- _TASK STATEMENT_
Return the records below exactly as they are written.

- _RECORDED INFORMATION_

//! show_categories and rename_category

use std::io::{BufRead, Write};

use super::{Console, Context};
use crate::display::format_category_list;
use crate::error::FinanceResult;
use crate::models::User;
use crate::services::CategoryService;

pub fn show_categories<R: BufRead, W: Write>(
    ctx: &Context<'_>,
    console: &mut Console<R, W>,
    user: &mut User,
) -> FinanceResult<()> {
    console.println("--- Categories (with budgets) ---")?;
    let categories = CategoryService::new(ctx.storage).list_categories(user.wallet());
    console.println(format_category_list(&categories).trim_end())
}

pub fn rename_category<R: BufRead, W: Write>(
    ctx: &Context<'_>,
    console: &mut Console<R, W>,
    user: &mut User,
) -> FinanceResult<()> {
    console.println("--- Rename category ---")?;
    let old_name = console.ask("Current category name: ")?;
    let old_name = old_name.trim();
    if old_name.is_empty() {
        return console.println("Category name cannot be empty.");
    }

    let service = CategoryService::new(ctx.storage);
    let wallet = user.wallet_mut();
    let Some(old) = service.find_by_name(wallet, old_name) else {
        return console.println(format!("Category '{}' not found.", old_name));
    };

    let new_name = console.ask("New category name: ")?;
    if new_name.trim().is_empty() {
        return console.println("New category name cannot be empty.");
    }

    let renamed = service.rename(wallet, &old, &new_name)?;
    console.println(format!(
        "Category renamed from '{}' to '{}'.",
        old.name(),
        renamed.name()
    ))
}
//! Category model
//!
//! A category is a case-insensitive named tag shared by transactions and
//! budgets. The display casing is whatever the category was first created
//! with; lookups and equality ignore case.

use serde::{Deserialize, Deserializer, Serialize};
use std::fmt;
use std::hash::{Hash, Hasher};

use crate::error::{FinanceError, FinanceResult};

/// A named transaction/budget category
#[derive(Debug, Clone, Serialize)]
#[serde(transparent)]
pub struct Category {
    name: String,
}

impl Category {
    /// Create a category from a user-supplied name
    ///
    /// The name is trimmed; a blank name is rejected.
    pub fn new(name: &str) -> FinanceResult<Self> {
        let trimmed = name.trim();
        if trimmed.is_empty() {
            return Err(FinanceError::InvalidInput(
                "Category name cannot be empty".into(),
            ));
        }
        Ok(Self {
            name: trimmed.to_string(),
        })
    }

    /// The display name, in its original casing
    pub fn name(&self) -> &str {
        &self.name
    }

    /// Lowercase key used by the wallet's budget index
    pub fn normalized(&self) -> String {
        normalize(&self.name)
    }

    /// Case-insensitive comparison against a raw name
    pub fn matches_name(&self, name: &str) -> bool {
        self.normalized() == normalize(name)
    }
}

/// Normalize a raw category name into an index key
pub fn normalize(name: &str) -> String {
    name.trim().to_lowercase()
}

impl PartialEq for Category {
    fn eq(&self, other: &Self) -> bool {
        self.normalized() == other.normalized()
    }
}

impl Eq for Category {}

impl Hash for Category {
    fn hash<H: Hasher>(&self, state: &mut H) {
        self.normalized().hash(state);
    }
}

impl fmt::Display for Category {
    fn fmt(&self, f: &mut fmt::Formatter<'_>) -> fmt::Result {
        write!(f, "{}", self.name)
    }
}

impl<'de> Deserialize<'de> for Category {
    fn deserialize<D>(deserializer: D) -> Result<Self, D::Error>
    where
        D: Deserializer<'de>,
    {
        let raw = String::deserialize(deserializer)?;
        Category::new(&raw).map_err(serde::de::Error::custom)
    }
}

- _RESPONSE BOX_
//! show_categories and rename_category

use std::io::{BufRead, Write};

use super::{Console, Context};
use crate::display::format_category_list;
use crate::error::FinanceResult;
use crate::models::User;
use crate::services::CategoryService;

pub fn show_categories<R: BufRead, W: Write>(
    ctx: &Context<'_>,
    console: &mut Console<R, W>,
    user: &mut User,
) -> FinanceResult<()> {
    console.println("--- Categories (with budgets) ---")?;
    let categories = CategoryService::new(ctx.storage).list_categories(user.wallet());
    console.println(format_category_list(&categories).trim_end())
}

pub fn rename_category<R: BufRead, W: Write>(
    ctx: &Context<'_>,
    console: &mut Console<R, W>,
    user: &mut User,
) -> FinanceResult<()> {
    console.println("--- Rename category ---")?;
    let old_name = console.ask("Current category name: ")?;
    let old_name = old_name.trim();
    if old_name.is_empty() {
        return console.println("Category name cannot be empty.");
    }

    let service = CategoryService::new(ctx.storage);
    let wallet = user.wallet_mut();
    let Some(old) = service.find_by_name(wallet, old_name) else {
        return console.println(format!("Category '{}' not found.", old_name));
    };

    let new_name = console.ask("New category name: ")?;
    if new_name.trim().is_empty() {
        return console.println("New category name cannot be empty.");
    }

    let renamed = service.rename(wallet, &old, &new_name)?;
    console.println(format!(
        "Category renamed from '{}' to '{}'.",
        old.name(),
        renamed.name()
    ))
}
//! Category model
//!
//! A category is a case-insensitive named tag shared by transactions and
//! budgets. The display casing is whatever the category was first created
//! with; lookups and equality ignore case.

use serde::{Deserialize, Deserializer, Serialize};
use std::fmt;
use std::hash::{Hash, Hasher};

use crate::error::{FinanceError, FinanceResult};

/// A named transaction/budget category
#[derive(Debug, Clone, Serialize)]
#[serde(transparent)]
pub struct Category {
    name: String,
}

impl Category {
    /// Create a category from a user-supplied name
    ///
    /// The name is trimmed; a blank name is rejected.
    pub fn new(name: &str) -> FinanceResult<Self> {
        let trimmed = name.trim();
        if trimmed.is_empty() {
            return Err(FinanceError::InvalidInput(
                "Category name cannot be empty".into(),
            ));
        }
        Ok(Self {
            name: trimmed.to_string(),
        })
    }

    /// The display name, in its original casing
    pub fn name(&self) -> &str {
        &self.name
    }

    /// Lowercase key used by the wallet's budget index
    pub fn normalized(&self) -> String {
        normalize(&self.name)
    }

    /// Case-insensitive comparison against a raw name
    pub fn matches_name(&self, name: &str) -> bool {
        self.normalized() == normalize(name)
    }
}

/// Normalize a raw category name into an index key
pub fn normalize(name: &str) -> String {
    name.trim().to_lowercase()
}

impl PartialEq for Category {
    fn eq(&self, other: &Self) -> bool {
        self.normalized() == other.normalized()
    }
}

impl Eq for Category {}

impl Hash for Category {
    fn hash<H: Hasher>(&self, state: &mut H) {
        self.normalized().hash(state);
    }
}

impl fmt::Display for Category {
    fn fmt(&self, f: &mut fmt::Formatter<'_>) -> fmt::Result {
        write!(f, "{}", self.name)
    }
}

impl<'de> Deserialize<'de> for Category {
    fn deserialize<D>(deserializer: D) -> Result<Self, D::Error>
    where
        D: Deserializer<'de>,
    {
        let raw = String::deserialize(deserializer)?;
        Category::new(&raw).map_err(serde::de::Error::custom)
    }
}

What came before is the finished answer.